## Task brief
Copy out each line of the material that includes the word "BTreeMap".

## Materials provided
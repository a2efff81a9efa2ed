//! Page sources: where rendered pages and their raw text come from.
//!
//! Rendering and OCR happen in an external producer process that writes
//! `page_NNNNN.png` (and optionally `page_NNNNN.txt`) into a per-source
//! directory. [`DirectoryPageSource`] reads that output; the pipeline never
//! talks to the producer directly.
//!
//! The producer writes the image first and the text file last. A fresh image
//! without its text is reported as not yet produced until the settle time has
//! passed, so a poll landing between the two writes does not store the page
//! without its text.

use async_trait::async_trait;
use globset::{Glob, GlobMatcher};
use std::collections::{BTreeMap, BTreeSet};
use std::path::{Path, PathBuf};
use std::sync::RwLock;
use std::time::{Duration, SystemTime};
use walkdir::WalkDir;

use crate::error::{PageError, PipelineError};
use crate::models::Page;

#[async_trait]
pub trait PageSource: Send + Sync {
    /// Number of pages in the source, i.e. the exclusive upper bound of
    /// the index range a batch run covers.
    async fn page_count(&self, source_id: &str) -> Result<u32, PipelineError>;

    /// Indices whose rendered page currently exists, ascending.
    async fn materialized(&self, source_id: &str) -> Result<Vec<u32>, PipelineError>;

    /// Fetches one page. `Ok(None)` means the page has not been produced.
    async fn get_page(&self, source_id: &str, index: u32) -> Result<Option<Page>, PageError>;
}

/// File name of the rendered page at `index`.
pub fn page_file_name(index: u32) -> String {
    format!("page_{:05}.png", index)
}

fn text_file_name(index: u32) -> String {
    format!("page_{:05}.txt", index)
}

/// Directory name used for a source: its file stem (`bundle.pdf` -> `bundle`).
pub fn source_stem(source_id: &str) -> String {
    Path::new(source_id)
        .file_stem()
        .map(|s| s.to_string_lossy().to_string())
        .unwrap_or_else(|| source_id.to_string())
}

fn parse_page_index(file_name: &str) -> Option<u32> {
    file_name
        .strip_prefix("page_")?
        .strip_suffix(".png")?
        .parse()
        .ok()
}

/// Reads pages materialized on disk by the producer.
pub struct DirectoryPageSource {
    root: PathBuf,
    matcher: GlobMatcher,
    settle: Duration,
}

impl DirectoryPageSource {
    pub fn new(root: impl Into<PathBuf>) -> Result<Self, PipelineError> {
        let matcher = Glob::new("page_*.png")
            .map_err(|e| PipelineError::SourceUnavailable(e.to_string()))?
            .compile_matcher();
        Ok(Self {
            root: root.into(),
            matcher,
            settle: Duration::ZERO,
        })
    }

    /// Minimum age of an image without a text file before it is read.
    pub fn with_settle(mut self, settle: Duration) -> Self {
        self.settle = settle;
        self
    }

    async fn is_settled(&self, image: &Path) -> bool {
        if self.settle.is_zero() {
            return true;
        }
        let modified = match tokio::fs::metadata(image).await.and_then(|m| m.modified()) {
            Ok(modified) => modified,
            Err(_) => return true,
        };
        // Clock skew: a modification time in the future counts as settled.
        match SystemTime::now().duration_since(modified) {
            Ok(age) => age >= self.settle,
            Err(_) => true,
        }
    }

    pub fn source_dir(&self, source_id: &str) -> PathBuf {
        self.root.join(source_stem(source_id))
    }

    fn scan(&self, dir: &Path) -> Result<Vec<u32>, PipelineError> {
        let mut indices = BTreeSet::new();
        for entry in WalkDir::new(dir).min_depth(1).max_depth(1) {
            let entry = entry.map_err(|e| PipelineError::SourceUnavailable(e.to_string()))?;
            if !entry.file_type().is_file() {
                continue;
            }
            let name = entry.file_name().to_string_lossy();
            if !self.matcher.is_match(name.as_ref()) {
                continue;
            }
            if let Some(index) = parse_page_index(&name) {
                indices.insert(index);
            }
        }
        Ok(indices.into_iter().collect())
    }
}

#[async_trait]
impl PageSource for DirectoryPageSource {
    async fn page_count(&self, source_id: &str) -> Result<u32, PipelineError> {
        let dir = self.source_dir(source_id);
        if !dir.is_dir() {
            return Err(PipelineError::SourceUnavailable(format!(
                "no extracted pages for {} at {}",
                source_id,
                dir.display()
            )));
        }
        let indices = self.scan(&dir)?;
        Ok(indices.last().map(|last| last + 1).unwrap_or(0))
    }

    async fn materialized(&self, source_id: &str) -> Result<Vec<u32>, PipelineError> {
        if !self.root.is_dir() {
            return Err(PipelineError::SourceUnavailable(format!(
                "extracted root does not exist: {}",
                self.root.display()
            )));
        }
        let dir = self.source_dir(source_id);
        // The producer creates the directory with its first page.
        if !dir.is_dir() {
            return Ok(Vec::new());
        }
        self.scan(&dir)
    }

    async fn get_page(&self, source_id: &str, index: u32) -> Result<Option<Page>, PageError> {
        let dir = self.source_dir(source_id);
        let image_path = dir.join(page_file_name(index));
        let image = match tokio::fs::read(&image_path).await {
            Ok(bytes) => bytes,
            Err(e) if e.kind() == std::io::ErrorKind::NotFound => return Ok(None),
            Err(e) => return Err(PageError::Render(e.to_string())),
        };

        let raw_text = match tokio::fs::read(dir.join(text_file_name(index))).await {
            Ok(bytes) => Some(String::from_utf8_lossy(&bytes).into_owned()),
            Err(e) if e.kind() == std::io::ErrorKind::NotFound => {
                if !self.is_settled(&image_path).await {
                    tracing::debug!(source = source_id, page = index, "page text not written yet");
                    return Ok(None);
                }
                None
            }
            Err(e) => {
                tracing::warn!(source = source_id, page = index, error = %e, "could not read page text");
                None
            }
        };

        Ok(Some(Page {
            source_id: source_id.to_string(),
            index,
            raw_text,
            image,
        }))
    }
}

/// In-memory page source for tests and embedding callers.
///
/// Pages can be added while a runner is polling, which makes it usable as a
/// stand-in for a live producer.
#[derive(Default)]
pub struct MemoryPageSource {
    pages: RwLock<BTreeMap<(String, u32), Page>>,
    failing: RwLock<BTreeSet<(String, u32)>>,
    delay: RwLock<Option<Duration>>,
}

impl MemoryPageSource {
    pub fn new() -> Self {
        Self::default()
    }

    pub fn add_page(&self, source_id: &str, index: u32, raw_text: Option<&str>, image: &[u8]) {
        let page = Page {
            source_id: source_id.to_string(),
            index,
            raw_text: raw_text.map(str::to_string),
            image: image.to_vec(),
        };
        if let Ok(mut pages) = self.pages.write() {
            pages.insert((source_id.to_string(), index), page);
        }
    }

    /// Makes `get_page` fail for this page until [`clear_failure`](Self::clear_failure).
    pub fn fail_page(&self, source_id: &str, index: u32) {
        if let Ok(mut failing) = self.failing.write() {
            failing.insert((source_id.to_string(), index));
        }
    }

    pub fn clear_failure(&self, source_id: &str, index: u32) {
        if let Ok(mut failing) = self.failing.write() {
            failing.remove(&(source_id.to_string(), index));
        }
    }

    /// Delays every `get_page` call, to exercise per-page time budgets.
    pub fn set_delay(&self, delay: Option<Duration>) {
        if let Ok(mut d) = self.delay.write() {
            *d = delay;
        }
    }

    fn indices(&self, source_id: &str) -> Vec<u32> {
        self.pages
            .read()
            .map(|pages| {
                pages
                    .keys()
                    .filter(|(src, _)| src == source_id)
                    .map(|(_, idx)| *idx)
                    .collect()
            })
            .unwrap_or_default()
    }
}

#[async_trait]
impl PageSource for MemoryPageSource {
    async fn page_count(&self, source_id: &str) -> Result<u32, PipelineError> {
        Ok(self
            .indices(source_id)
            .last()
            .map(|last| last + 1)
            .unwrap_or(0))
    }

    async fn materialized(&self, source_id: &str) -> Result<Vec<u32>, PipelineError> {
        Ok(self.indices(source_id))
    }

    async fn get_page(&self, source_id: &str, index: u32) -> Result<Option<Page>, PageError> {
        let delay = self.delay.read().ok().and_then(|d| *d);
        if let Some(delay) = delay {
            tokio::time::sleep(delay).await;
        }
        let key = (source_id.to_string(), index);
        let failing = self
            .failing
            .read()
            .map(|f| f.contains(&key))
            .unwrap_or(false);
        if failing {
            return Err(PageError::Render(format!("page {} could not be rendered", index)));
        }
        Ok(self
            .pages
            .read()
            .ok()
            .and_then(|pages| pages.get(&key).cloned()))
    }
}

## Solution
use std::collections::{BTreeMap, BTreeSet};
    pages: RwLock<BTreeMap<(String, u32), Page>>,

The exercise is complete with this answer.